A monk douses himself
on fire while bystanders
slurp Phô and thumb

Instagram. In this life
silence comes at a price,
a man chain smokes cigars

missing everyone gone.
He opts for a slow death,
gambles on the stats.

All of it a reminder
that somewhere a switch
board operator is absent.

And we delight in pushing
All the wrong buttons.
Waiting for the quiet end.


That sound you hear
in the distance
are the children
rattling in the cages.

Their moans deafen
the vain preacher
who bites the head off
snakes and begs

for forgiveness. My wife
points out my toy nails
are long. My hands
tremble some ancient

tune to remind us
we’ve not been here before.
The hour of no return
is upon us all, and yet

you keep polishing your
guns. Foolishness and bluff.
You’ve cursed all children
with lies and chuck&jive.

Into the dust and rubble
we go and the earth shall
not welcome us ever again.
So it is written in sick blood.


After midnight they emerge from the woods
and gather around a fire. Wrapped in dark
frocks and blankets, they huddle and stay warm.

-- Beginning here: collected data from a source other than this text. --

//! Dual-mode rule validation over the normalized data trees.
//!
//! A rule is evaluated either declaratively (its JSON Schema runs against the
//! whole per-platform tree, see [`schema`]) or procedurally (a regex detector
//! scans step/script content, see [`detectors`]). Both modes produce the same
//! [`SchemaError`] location type so results aggregate uniformly.

pub mod detectors;
pub mod schema;

use crate::error::ScanError;
use crate::model::{CiPlatform, GithubData, GitlabData, ScmPlatform};
use crate::rules::Rule;
use serde::Serialize;

/// One rule violation, located as deep into the
/// owner -> repo -> CI platform -> file hierarchy as the evidence allows.
#[derive(Debug, Clone, PartialEq, Eq, Serialize)]
pub struct SchemaError {
    pub owner_name: String,
    pub repository_name: String,
    pub ci_platform: Option<CiPlatform>,
    pub pipeline_rel_path: String,
    pub scm_platform: ScmPlatform,
    /// Depth of the match: 0 whole tree, 1 owner, 2 repository,
    /// 3 CI platform, 4 specific file.
    pub error_level: u8,
}

/// Per-run validator holding read-only references to the fetched trees plus
/// their JSON projection for schema evaluation.
pub struct Validator<'a> {
    github: Option<&'a GithubData>,
    gitlab: Option<&'a GitlabData>,
    github_tree: Option<serde_json::Value>,
    gitlab_tree: Option<serde_json::Value>,
}

impl<'a> Validator<'a> {
    pub fn new(
        github: Option<&'a GithubData>,
        gitlab: Option<&'a GitlabData>,
    ) -> Result<Validator<'a>, ScanError> {
        let github_tree = github
            .map(serde_json::to_value)
            .transpose()
            .map_err(|e| ScanError::Config(format!("failed to project github tree: {e}")))?;
        let gitlab_tree = gitlab
            .map(serde_json::to_value)
            .transpose()
            .map_err(|e| ScanError::Config(format!("failed to project gitlab tree: {e}")))?;
        Ok(Validator {
            github,
            gitlab,
            github_tree,
            gitlab_tree,
        })
    }

    /// Evaluate one rule against one SCM platform's tree.
    ///
    /// An absent tree yields zero errors — the platform simply was not
    /// fetched. Parse warnings for individual files are appended to
    /// `warnings`.
    pub fn validate(
        &self,
        rule_name: &str,
        rule: &Rule,
        scm: ScmPlatform,
        warnings: &mut Vec<String>,
    ) -> Result<Vec<SchemaError>, ScanError> {
        if rule.in_code_implementation {
            return match scm {
                ScmPlatform::Github => detectors::validate(rule, self.github, None, warnings),
                ScmPlatform::Gitlab => detectors::validate(rule, None, self.gitlab, warnings),
            };
        }

        let tree = match scm {
            ScmPlatform::Github => self.github_tree.as_ref(),
            ScmPlatform::Gitlab => self.gitlab_tree.as_ref(),
        };
        match tree {
            Some(tree) => schema::validate(rule_name, rule, scm, tree),
            None => Ok(Vec::new()),
        }
    }
}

The fire yellows their faces as they clasp hands.
The leaden air feels heavy and hard to breathe.
All of them have been poisoned, some show

the sickness in their eyes and exposed flesh.
They sing. They cry. The small children hide
their faces in the extra folds of the garments.

They are dying. They are singing about dying.
The men, first responders, rushed into the hell
of the burning reactors at the power plant.

The men will never return. The women stare
at the fire, their breaths mix with the night’s dew.
Nobody will be here at sunrise, the fire smolders

into orange embers, ashes dance in the breeze.

Artist Statement:
Both my photographs and mixed media art try to capture the erasure of time.  Both also concern themselves with decay, detritus, and the decomposition of man-made things.  Both of these things also inform my poetry and writing.  Nature wins each and every time.  Humankind eventually will perish and the planet will recalibrate itself.  Even in the face of some cataclysmic and or nuclear disaster the planet will survive and morph into something new.  I am also concerned with the plight of the underdog, the inaudible voices that perish daily trying to survive.  My attempt to preserve witness to the mundane and the daily grind of lives being worn down to nothing.

Virgil Suárez was born in Havana, Cuba in 1962.  At the age of twelve he arrived in the United States.  He received an MFA from Louisiana State University in 1987. His work has appeared in a multitude of magazines and journals internationally. He has been taking photographs on the road for the last three decades.  When he is not writing, he is out riding his motorcycle up and down the Blue Highways of the Southeast, photographing disappearing urban and rural landscapes.  His 10th volume of poetry, THE PAINTED BUNTING’S LAST MOLT, was published by the University of Pittsburgh Press in the Spring of 2020.